Copy each line below that has "ActionQueue".

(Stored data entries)

***

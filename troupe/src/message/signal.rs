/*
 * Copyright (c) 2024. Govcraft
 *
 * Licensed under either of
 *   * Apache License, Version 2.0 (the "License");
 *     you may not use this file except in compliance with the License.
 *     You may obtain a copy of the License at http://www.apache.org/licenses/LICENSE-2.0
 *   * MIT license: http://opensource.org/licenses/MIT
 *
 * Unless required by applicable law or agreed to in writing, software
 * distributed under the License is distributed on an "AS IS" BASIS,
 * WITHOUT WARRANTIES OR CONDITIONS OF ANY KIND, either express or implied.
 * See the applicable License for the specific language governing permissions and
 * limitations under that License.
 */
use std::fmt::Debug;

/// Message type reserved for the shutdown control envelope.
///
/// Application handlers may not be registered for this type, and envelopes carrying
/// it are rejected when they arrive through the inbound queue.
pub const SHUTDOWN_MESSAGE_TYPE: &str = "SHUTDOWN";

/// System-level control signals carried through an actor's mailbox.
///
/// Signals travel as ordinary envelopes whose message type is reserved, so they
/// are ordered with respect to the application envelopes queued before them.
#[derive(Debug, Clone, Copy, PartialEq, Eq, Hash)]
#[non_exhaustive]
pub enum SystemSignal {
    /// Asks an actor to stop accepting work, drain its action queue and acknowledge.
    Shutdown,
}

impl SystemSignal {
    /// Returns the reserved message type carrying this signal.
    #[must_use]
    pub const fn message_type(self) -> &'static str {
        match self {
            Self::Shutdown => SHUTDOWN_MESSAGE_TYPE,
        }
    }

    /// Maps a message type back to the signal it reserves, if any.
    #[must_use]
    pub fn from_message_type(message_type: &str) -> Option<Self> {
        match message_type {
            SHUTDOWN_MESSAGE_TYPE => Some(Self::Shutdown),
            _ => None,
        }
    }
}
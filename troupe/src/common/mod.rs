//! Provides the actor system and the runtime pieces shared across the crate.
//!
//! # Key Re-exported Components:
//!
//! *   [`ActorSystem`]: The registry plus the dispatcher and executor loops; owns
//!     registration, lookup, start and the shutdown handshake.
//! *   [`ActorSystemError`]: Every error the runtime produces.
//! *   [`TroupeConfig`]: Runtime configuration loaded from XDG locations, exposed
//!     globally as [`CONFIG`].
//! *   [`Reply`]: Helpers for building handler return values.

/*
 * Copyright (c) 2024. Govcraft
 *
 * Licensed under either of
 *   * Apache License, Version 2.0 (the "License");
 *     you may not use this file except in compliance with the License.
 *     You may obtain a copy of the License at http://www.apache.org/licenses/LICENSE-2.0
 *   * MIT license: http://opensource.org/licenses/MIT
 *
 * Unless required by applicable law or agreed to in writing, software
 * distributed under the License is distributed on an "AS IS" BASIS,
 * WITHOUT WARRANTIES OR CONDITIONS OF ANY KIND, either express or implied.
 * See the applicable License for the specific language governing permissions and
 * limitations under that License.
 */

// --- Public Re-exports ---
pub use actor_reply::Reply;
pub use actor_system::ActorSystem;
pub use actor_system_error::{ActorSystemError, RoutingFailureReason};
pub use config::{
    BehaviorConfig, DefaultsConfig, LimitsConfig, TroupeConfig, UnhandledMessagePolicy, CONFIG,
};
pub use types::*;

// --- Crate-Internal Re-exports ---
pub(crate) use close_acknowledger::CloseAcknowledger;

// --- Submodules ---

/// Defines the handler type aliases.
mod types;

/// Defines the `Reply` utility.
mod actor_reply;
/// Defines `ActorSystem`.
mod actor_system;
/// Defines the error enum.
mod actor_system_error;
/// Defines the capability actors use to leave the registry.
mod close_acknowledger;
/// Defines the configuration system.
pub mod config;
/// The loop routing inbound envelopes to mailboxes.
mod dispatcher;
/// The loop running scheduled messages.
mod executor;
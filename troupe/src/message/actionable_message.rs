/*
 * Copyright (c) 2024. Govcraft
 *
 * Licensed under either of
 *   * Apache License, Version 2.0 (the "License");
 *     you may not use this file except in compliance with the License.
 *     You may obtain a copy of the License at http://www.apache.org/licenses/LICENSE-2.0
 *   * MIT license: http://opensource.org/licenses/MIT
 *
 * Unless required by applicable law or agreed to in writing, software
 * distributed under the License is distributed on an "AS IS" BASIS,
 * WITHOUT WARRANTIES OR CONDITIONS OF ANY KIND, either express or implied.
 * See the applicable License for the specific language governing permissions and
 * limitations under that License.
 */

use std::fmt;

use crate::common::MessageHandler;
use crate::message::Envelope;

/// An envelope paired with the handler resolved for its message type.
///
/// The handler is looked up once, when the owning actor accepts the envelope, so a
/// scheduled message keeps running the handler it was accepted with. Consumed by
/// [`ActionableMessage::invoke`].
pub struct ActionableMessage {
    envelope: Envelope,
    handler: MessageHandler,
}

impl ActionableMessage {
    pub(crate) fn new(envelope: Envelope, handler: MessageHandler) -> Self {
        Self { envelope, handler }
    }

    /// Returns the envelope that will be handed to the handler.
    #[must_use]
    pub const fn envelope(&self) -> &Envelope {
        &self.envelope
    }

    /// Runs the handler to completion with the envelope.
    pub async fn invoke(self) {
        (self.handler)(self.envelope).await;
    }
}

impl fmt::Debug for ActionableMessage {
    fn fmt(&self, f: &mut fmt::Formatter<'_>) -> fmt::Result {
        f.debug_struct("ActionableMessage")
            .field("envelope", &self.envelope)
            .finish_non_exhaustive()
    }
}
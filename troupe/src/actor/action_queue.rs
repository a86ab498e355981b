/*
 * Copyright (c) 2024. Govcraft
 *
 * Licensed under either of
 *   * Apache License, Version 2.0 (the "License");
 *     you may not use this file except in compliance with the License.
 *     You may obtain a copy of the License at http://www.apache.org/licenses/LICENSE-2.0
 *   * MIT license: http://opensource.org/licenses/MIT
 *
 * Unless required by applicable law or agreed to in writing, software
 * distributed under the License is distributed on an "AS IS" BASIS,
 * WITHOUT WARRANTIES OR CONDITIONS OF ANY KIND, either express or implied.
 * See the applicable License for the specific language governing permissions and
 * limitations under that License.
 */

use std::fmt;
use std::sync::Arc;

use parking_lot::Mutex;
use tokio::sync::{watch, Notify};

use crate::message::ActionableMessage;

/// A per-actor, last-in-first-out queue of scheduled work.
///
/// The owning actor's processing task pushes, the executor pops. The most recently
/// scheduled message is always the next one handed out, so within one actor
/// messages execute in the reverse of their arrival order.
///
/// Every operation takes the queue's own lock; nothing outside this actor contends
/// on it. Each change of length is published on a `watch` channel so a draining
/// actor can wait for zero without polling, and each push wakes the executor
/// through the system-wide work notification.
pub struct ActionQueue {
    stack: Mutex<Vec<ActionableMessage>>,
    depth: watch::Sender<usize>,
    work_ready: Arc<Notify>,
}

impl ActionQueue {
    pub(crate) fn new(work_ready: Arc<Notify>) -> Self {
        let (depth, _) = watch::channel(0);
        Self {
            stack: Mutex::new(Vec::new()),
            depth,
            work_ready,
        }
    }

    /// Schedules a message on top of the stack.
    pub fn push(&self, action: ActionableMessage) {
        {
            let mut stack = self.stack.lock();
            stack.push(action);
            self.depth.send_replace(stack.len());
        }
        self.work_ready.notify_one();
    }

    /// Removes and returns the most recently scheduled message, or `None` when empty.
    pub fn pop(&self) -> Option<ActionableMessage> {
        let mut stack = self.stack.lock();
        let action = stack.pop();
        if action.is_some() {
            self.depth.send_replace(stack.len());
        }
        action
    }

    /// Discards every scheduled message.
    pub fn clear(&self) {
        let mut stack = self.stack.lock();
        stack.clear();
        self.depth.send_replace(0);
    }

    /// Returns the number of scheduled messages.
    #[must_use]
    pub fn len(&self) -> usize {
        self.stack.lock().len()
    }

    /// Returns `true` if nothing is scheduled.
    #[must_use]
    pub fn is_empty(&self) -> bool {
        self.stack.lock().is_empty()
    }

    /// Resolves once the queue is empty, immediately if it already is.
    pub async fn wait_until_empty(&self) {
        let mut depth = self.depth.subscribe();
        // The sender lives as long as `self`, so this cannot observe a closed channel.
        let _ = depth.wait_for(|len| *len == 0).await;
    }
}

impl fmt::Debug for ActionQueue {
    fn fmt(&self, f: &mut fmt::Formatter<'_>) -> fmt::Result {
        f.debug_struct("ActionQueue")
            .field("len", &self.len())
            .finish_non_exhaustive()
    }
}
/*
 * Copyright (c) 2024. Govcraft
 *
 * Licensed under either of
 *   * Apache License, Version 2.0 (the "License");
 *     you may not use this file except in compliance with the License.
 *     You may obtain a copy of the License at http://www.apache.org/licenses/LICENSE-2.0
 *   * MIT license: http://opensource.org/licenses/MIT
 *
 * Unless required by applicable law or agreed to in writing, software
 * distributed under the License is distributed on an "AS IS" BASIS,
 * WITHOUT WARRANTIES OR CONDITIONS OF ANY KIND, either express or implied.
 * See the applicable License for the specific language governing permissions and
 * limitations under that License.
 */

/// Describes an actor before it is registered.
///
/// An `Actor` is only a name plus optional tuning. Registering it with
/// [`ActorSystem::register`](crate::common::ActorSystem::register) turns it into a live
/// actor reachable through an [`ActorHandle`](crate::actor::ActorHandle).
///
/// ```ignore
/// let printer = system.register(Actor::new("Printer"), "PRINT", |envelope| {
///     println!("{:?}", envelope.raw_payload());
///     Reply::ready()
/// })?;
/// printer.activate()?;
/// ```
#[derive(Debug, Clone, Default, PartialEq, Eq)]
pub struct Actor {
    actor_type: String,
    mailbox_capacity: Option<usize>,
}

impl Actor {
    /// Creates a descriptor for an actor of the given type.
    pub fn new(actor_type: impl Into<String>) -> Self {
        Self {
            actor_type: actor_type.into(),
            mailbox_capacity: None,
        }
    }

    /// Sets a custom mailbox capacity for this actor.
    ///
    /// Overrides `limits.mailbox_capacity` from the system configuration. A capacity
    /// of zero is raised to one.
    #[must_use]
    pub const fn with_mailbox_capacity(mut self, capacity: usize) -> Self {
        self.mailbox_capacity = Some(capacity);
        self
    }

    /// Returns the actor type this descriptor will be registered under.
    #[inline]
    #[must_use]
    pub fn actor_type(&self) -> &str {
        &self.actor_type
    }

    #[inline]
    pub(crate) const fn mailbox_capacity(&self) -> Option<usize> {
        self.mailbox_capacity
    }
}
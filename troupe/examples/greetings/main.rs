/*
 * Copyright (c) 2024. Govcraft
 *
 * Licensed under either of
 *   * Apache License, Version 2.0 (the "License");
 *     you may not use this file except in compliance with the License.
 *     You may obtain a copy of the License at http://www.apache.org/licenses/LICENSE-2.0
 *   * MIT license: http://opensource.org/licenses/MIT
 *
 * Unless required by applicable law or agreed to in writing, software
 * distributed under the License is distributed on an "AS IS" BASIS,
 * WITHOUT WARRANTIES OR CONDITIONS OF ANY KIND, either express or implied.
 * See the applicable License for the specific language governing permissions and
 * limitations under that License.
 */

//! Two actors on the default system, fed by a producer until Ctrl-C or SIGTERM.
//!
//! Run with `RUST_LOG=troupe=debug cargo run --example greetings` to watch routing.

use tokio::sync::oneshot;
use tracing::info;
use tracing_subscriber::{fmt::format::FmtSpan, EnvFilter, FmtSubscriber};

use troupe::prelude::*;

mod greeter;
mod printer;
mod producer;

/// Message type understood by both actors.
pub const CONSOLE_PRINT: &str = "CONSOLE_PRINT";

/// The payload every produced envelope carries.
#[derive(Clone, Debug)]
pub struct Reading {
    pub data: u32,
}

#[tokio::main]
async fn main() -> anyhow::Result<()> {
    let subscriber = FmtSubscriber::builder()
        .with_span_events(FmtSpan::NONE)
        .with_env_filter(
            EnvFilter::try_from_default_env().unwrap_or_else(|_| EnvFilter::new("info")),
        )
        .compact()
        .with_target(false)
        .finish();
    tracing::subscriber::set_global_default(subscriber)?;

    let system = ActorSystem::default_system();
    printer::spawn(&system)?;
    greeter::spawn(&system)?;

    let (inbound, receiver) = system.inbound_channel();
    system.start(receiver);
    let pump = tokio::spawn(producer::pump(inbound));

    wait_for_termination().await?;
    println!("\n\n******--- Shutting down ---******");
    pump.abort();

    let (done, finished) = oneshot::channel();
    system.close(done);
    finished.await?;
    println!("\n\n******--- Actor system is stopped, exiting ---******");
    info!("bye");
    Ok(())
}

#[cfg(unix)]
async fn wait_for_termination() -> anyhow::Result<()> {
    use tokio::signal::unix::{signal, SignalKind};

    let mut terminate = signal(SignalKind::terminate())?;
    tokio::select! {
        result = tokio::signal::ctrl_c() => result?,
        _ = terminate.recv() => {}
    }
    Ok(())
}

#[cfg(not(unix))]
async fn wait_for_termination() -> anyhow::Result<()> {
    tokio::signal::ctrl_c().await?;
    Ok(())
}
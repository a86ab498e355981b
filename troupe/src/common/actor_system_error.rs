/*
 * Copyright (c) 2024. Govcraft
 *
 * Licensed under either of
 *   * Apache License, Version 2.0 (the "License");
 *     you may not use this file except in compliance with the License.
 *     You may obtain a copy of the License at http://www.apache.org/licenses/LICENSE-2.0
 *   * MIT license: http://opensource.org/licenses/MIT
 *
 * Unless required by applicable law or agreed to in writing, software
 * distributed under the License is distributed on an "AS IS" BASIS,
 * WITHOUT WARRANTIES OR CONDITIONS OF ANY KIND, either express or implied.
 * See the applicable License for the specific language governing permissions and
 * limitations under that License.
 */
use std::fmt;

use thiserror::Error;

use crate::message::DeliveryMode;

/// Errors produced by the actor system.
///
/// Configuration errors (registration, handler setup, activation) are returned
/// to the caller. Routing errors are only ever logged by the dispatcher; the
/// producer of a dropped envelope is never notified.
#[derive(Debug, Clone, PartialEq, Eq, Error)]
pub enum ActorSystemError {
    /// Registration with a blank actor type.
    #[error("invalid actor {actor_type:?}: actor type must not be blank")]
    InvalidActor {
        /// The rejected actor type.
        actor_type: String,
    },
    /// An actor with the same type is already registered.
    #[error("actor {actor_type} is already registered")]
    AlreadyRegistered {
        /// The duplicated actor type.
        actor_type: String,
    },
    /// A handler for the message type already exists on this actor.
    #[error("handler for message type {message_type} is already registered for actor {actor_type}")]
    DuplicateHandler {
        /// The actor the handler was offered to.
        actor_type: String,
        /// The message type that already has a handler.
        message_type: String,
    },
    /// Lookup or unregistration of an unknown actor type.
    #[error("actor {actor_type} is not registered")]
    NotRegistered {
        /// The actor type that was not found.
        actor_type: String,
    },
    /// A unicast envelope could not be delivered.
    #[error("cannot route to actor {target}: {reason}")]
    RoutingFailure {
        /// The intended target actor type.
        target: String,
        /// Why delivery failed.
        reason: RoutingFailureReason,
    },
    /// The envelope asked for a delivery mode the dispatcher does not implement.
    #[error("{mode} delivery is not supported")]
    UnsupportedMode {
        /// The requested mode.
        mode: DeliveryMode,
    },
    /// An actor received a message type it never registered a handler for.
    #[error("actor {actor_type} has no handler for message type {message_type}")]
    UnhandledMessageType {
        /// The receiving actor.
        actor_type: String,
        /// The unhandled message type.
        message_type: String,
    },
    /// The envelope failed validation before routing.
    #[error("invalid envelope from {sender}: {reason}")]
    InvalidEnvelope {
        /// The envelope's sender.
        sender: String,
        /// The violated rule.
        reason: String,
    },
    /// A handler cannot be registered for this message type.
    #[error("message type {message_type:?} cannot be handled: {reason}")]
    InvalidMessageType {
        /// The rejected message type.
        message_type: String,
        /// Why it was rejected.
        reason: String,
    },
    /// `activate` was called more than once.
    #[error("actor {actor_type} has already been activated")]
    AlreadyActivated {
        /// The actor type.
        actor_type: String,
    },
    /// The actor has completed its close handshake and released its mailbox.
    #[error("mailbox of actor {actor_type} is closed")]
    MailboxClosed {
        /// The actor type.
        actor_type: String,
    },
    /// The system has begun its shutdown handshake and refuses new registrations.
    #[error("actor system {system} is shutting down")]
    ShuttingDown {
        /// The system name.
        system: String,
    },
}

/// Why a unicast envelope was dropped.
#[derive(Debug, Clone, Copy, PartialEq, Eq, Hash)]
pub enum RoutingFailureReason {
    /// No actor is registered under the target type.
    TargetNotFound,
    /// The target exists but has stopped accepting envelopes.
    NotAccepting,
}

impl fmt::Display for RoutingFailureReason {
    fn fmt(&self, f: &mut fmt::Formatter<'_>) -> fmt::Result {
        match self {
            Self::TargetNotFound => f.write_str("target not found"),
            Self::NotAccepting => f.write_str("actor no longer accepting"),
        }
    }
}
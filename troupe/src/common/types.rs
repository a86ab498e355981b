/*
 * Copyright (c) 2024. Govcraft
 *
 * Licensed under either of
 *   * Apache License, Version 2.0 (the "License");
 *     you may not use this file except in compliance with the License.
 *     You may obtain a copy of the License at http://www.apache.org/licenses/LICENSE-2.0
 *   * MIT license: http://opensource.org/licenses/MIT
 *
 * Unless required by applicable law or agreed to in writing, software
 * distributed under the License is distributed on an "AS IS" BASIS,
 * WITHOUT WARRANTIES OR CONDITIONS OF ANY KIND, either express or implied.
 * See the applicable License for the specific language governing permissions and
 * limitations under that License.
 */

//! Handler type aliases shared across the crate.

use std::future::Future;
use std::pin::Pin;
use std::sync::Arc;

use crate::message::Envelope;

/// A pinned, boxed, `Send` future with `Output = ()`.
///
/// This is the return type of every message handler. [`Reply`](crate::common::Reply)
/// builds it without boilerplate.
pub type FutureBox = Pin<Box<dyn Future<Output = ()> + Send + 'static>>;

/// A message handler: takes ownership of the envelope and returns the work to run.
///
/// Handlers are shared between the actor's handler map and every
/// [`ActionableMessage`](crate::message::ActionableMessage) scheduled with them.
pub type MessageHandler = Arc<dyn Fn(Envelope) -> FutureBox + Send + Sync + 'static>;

***

Written solution ::
pub struct ActionQueue {
impl ActionQueue {
impl fmt::Debug for ActionQueue {
        f.debug_struct("ActionQueue")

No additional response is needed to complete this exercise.